MATERIAL FOR THIS TASK —
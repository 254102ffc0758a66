/// Prior box in normalized `[cx, cy, w, h]` form.
#[derive(Debug, Clone, Copy, PartialEq)]
pub struct Prior {
    pub cx: f32,
    pub cy: f32,
    pub w: f32,
    pub h: f32,
}

const STEPS: [u32; 3] = [8, 16, 32];
const MIN_SIZES: [[f32; 2]; 3] = [[16.0, 32.0], [64.0, 128.0], [256.0, 512.0]];
pub const VARIANCE: [f32; 2] = [0.1, 0.2];

/// RetinaFace prior boxes for an input of `width` x `height` pixels.
pub fn generate_priors(width: u32, height: u32) -> Vec<Prior> {
    let (w, h) = (width as f32, height as f32);
    let mut priors = Vec::new();
    for (step, min_sizes) in STEPS.iter().zip(MIN_SIZES.iter()) {
        let rows = height.div_ceil(*step);
        let cols = width.div_ceil(*step);
        let step = *step as f32;
        for i in 0..rows {
            for j in 0..cols {
                for min_size in min_sizes {
                    priors.push(Prior {
                        cx: (j as f32 + 0.5) * step / w,
                        cy: (i as f32 + 0.5) * step / h,
                        w: min_size / w,
                        h: min_size / h,
                    });
                }
            }
        }
    }
    priors
}

/// Decodes a location regression `[dx, dy, dw, dh]` into normalized corners.
pub fn decode_box(prior: &Prior, loc: &[f32]) -> [f32; 4] {
    let cx = prior.cx + loc[0] * VARIANCE[0] * prior.w;
    let cy = prior.cy + loc[1] * VARIANCE[0] * prior.h;
    let w = prior.w * (loc[2] * VARIANCE[1]).exp();
    let h = prior.h * (loc[3] * VARIANCE[1]).exp();
    [cx - w / 2.0, cy - h / 2.0, cx + w / 2.0, cy + h / 2.0]
}

/// Decodes five landmark offsets into normalized points.
pub fn decode_landmarks(prior: &Prior, landm: &[f32]) -> [[f32; 2]; 5] {
    let mut points = [[0.0; 2]; 5];
    for (k, point) in points.iter_mut().enumerate() {
        point[0] = prior.cx + landm[2 * k] * VARIANCE[0] * prior.w;
        point[1] = prior.cy + landm[2 * k + 1] * VARIANCE[0] * prior.h;
    }
    points
}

REQUIREMENT —
Whenever a line of the entries contains "cols", it counts toward the total; state that total alone.

RESULT OF THIS TASK —
2